Enough has been said, known and talked about the self-confessed ‘Special One’, but his ability, one that is still bewildering to most people, to instil this sense of confidence, responsibility and focus and yet keep the players humble enough under him, is astonishing. Possessing the heart and the courage is one thing, but injecting it into the players and leading the squad is a completely different thing. With a record of 3W-2D-4L in 9 El Clasico matches, Mourinho definitely has what it takes to rise to the occasion.

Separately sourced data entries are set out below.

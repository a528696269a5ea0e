//! Persisted per-contract roots
//!
//! Each sector root a contract covers is stored under
//! `roots/{contract hex}/{index:016x}`, so a prefix scan returns them in
//! leaf order.

use crate::error::{Result, VaultError};
use crate::meta::{Metadata, ROOTS_PREFIX};
use crate::types::Hash;

use super::MerkleRoots;

/// The ordered sector roots of one contract and their cached Merkle root
#[derive(Debug)]
pub struct ContractRoots {
    meta: Metadata,
    contract: Hash,
    roots: MerkleRoots,
}

impl ContractRoots {
    /// Rebuild the cache from the persisted roots of `contract`
    pub fn load(meta: Metadata, contract: Hash, cache_height: u32) -> Result<Self> {
        let stored = Self::scan(&meta, &contract)?;
        let roots = MerkleRoots::from_leaves(cache_height, stored);
        tracing::debug!(
            "Loaded {} roots for contract {}",
            roots.len(),
            contract.to_hex()
        );
        Ok(Self {
            meta,
            contract,
            roots,
        })
    }

    pub fn contract(&self) -> &Hash {
        &self.contract
    }

    /// Persist `root` as the next leaf, then add it to the cache
    pub fn push(&mut self, root: Hash) -> Result<()> {
        let key = root_key(&self.contract, self.roots.len());
        self.meta.store().put(&key, root.as_bytes())?;
        self.roots.append(root);
        Ok(())
    }

    /// All persisted roots, checked against the cache
    pub fn roots(&self) -> Result<Vec<Hash>> {
        let stored = Self::scan(&self.meta, &self.contract)?;
        if stored.len() as u64 != self.roots.len() {
            return Err(VaultError::Corrupt(format!(
                "contract {} has {} stored roots but {} cached",
                self.contract.to_hex(),
                stored.len(),
                self.roots.len()
            )));
        }
        Ok(stored)
    }

    pub fn root(&self) -> Hash {
        self.roots.root()
    }

    pub fn preview_root_with(&self, root: Hash) -> Hash {
        self.roots.preview_root_with(root)
    }

    pub fn len(&self) -> u64 {
        self.roots.len()
    }

    pub fn is_empty(&self) -> bool {
        self.roots.is_empty()
    }

    fn scan(meta: &Metadata, contract: &Hash) -> Result<Vec<Hash>> {
        let prefix = contract_prefix(contract);
        let entries = meta.store().scan_prefix(&prefix)?;

        let mut roots = Vec::with_capacity(entries.len());
        for (expected, (key, value)) in entries.into_iter().enumerate() {
            let index = u64::from_str_radix(&key[prefix.len()..], 16)
                .map_err(|_| VaultError::Corrupt(format!("bad root key {}", key)))?;
            if index != expected as u64 {
                return Err(VaultError::Corrupt(format!(
                    "contract {} is missing root {}",
                    contract.to_hex(),
                    expected
                )));
            }
            let bytes: [u8; 32] = value
                .as_slice()
                .try_into()
                .map_err(|_| VaultError::Corrupt(format!("root {} has {} bytes", key, value.len())))?;
            roots.push(Hash(bytes));
        }
        Ok(roots)
    }
}

fn contract_prefix(contract: &Hash) -> String {
    format!("{}{}/", ROOTS_PREFIX, contract.to_hex())
}

fn root_key(contract: &Hash, index: u64) -> String {
    format!("{}{:016x}", contract_prefix(contract), index)
}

For as long as Drogba had been the spearhead, Chelsea had stuck to a lone striker formation and a midfield split with two in the central area and three in the attacking positions. This remains to the formation employed for more than 85% of the games played. Jose Mourinho is extremely flexible as manager, and wouldn’t be apprehensive of changing his style of play depending on the fixture and the opposition, utilising all of his players so as to maximize their strengths and get the most out of them. The debate regarding the formation and questioning of the system would vapourize with Jose in town.

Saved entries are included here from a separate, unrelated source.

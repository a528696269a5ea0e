//! Write-Ahead Log (WAL) Module
//!
//! Makes multi-step updates (extent file + metadata) recoverable.
//!
//! ## Responsibilities
//! - Log an update's intent before it touches anything
//! - Record commit (physical write durable) and release (metadata durable)
//! - CRC32 checksums for corruption detection
//! - Report unreleased transactions on restart
//!
//! ## Transaction Protocol
//! ```text
//! Intent ──▶ physical write ──▶ Commit ──▶ metadata update ──▶ Release
//! ```
//! When no transaction is open the file is truncated to zero length.
//!
//! ## File Format
//! ```text
//! ┌─────────────────────────────────────────┐
//! │ Entry 1                                 │
//! │ ┌─────────┬─────────┬────────┬────────┐ │
//! │ │ LSN (8) │ CRC (4) │Len (4) │ Body   │ │
//! │ └─────────┴─────────┴────────┴────────┘ │
//! ├─────────────────────────────────────────┤
//! │ Entry 2                                 │
//! │ ┌─────────┬─────────┬────────┬────────┐ │
//! │ │ LSN (8) │ CRC (4) │Len (4) │ Body   │ │
//! │ └─────────┴─────────┴────────┴────────┘ │
//! └─────────────────────────────────────────┘
//! ```

mod entry;
mod reader;
mod recovery;
mod writer;

pub use entry::{Record, WalEntry, HEADER_SIZE, MAX_BODY_SIZE};
pub use reader::{Frame, WalIterator, WalReader};
pub use recovery::{PendingTransaction, RecoveryResult, WalRecovery};
pub use writer::WalWriter;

Possible stem of managerial outflow:
Chelsea’s ridiculous track record of manager longevity is known far and wide, courtesy Roman Abramovich, whose impatience with his hiring and firing is evident, with the case of Andre Villas-Boas showing that €13 million is too insignificant an amount for the Russian oil merchant. Having displaced 9 managers in 10 years (Benitez in line for the perfect 10), including the likes of Carlo Ancelotti and Scolari, Roman clearly has his sights set on a man with unreal levels of success, an expectation only one man could possibly live up to. If there ever was a sack that Abramovich regrets, it is that of Jose Mourinho, and if the two could bury their differences with the latter taking the helm, there’ll definitely be a change in policy from the owner. Despite the ruthless and cut-throat nature of the job at Stamford Bridge being effective in terms of trophy hauls, stability is what is extremely necessary at this point of time. And in spite of the controversies and clashes Mourinho brings with him, he remains Abramovich’s best bet.
A learning curve:
5 years back, Jose Mourinho was no different from what he is today as far as his character and success ratios are concerned, but if one thing has changed, it is the experience he has gained. Prior to Chelsea, the Portugese had coached FC Porto to a treble, winning the Portuguese Liga, the Portuguese Cup and the Champions League, but had no other experience to showcase on his resume. Today, he has travelled all over Europe, reaching the pinnacle with clubs in Italy and Spain, including a Champions League win with Inter Milan in 2010. Mourinho’s tactical knowledge and management skills always have been of an exceptional level, but spending half a decade coaching the best teams in Europe has only sharpened his managerial intellect, making him stronger than his already formidable self.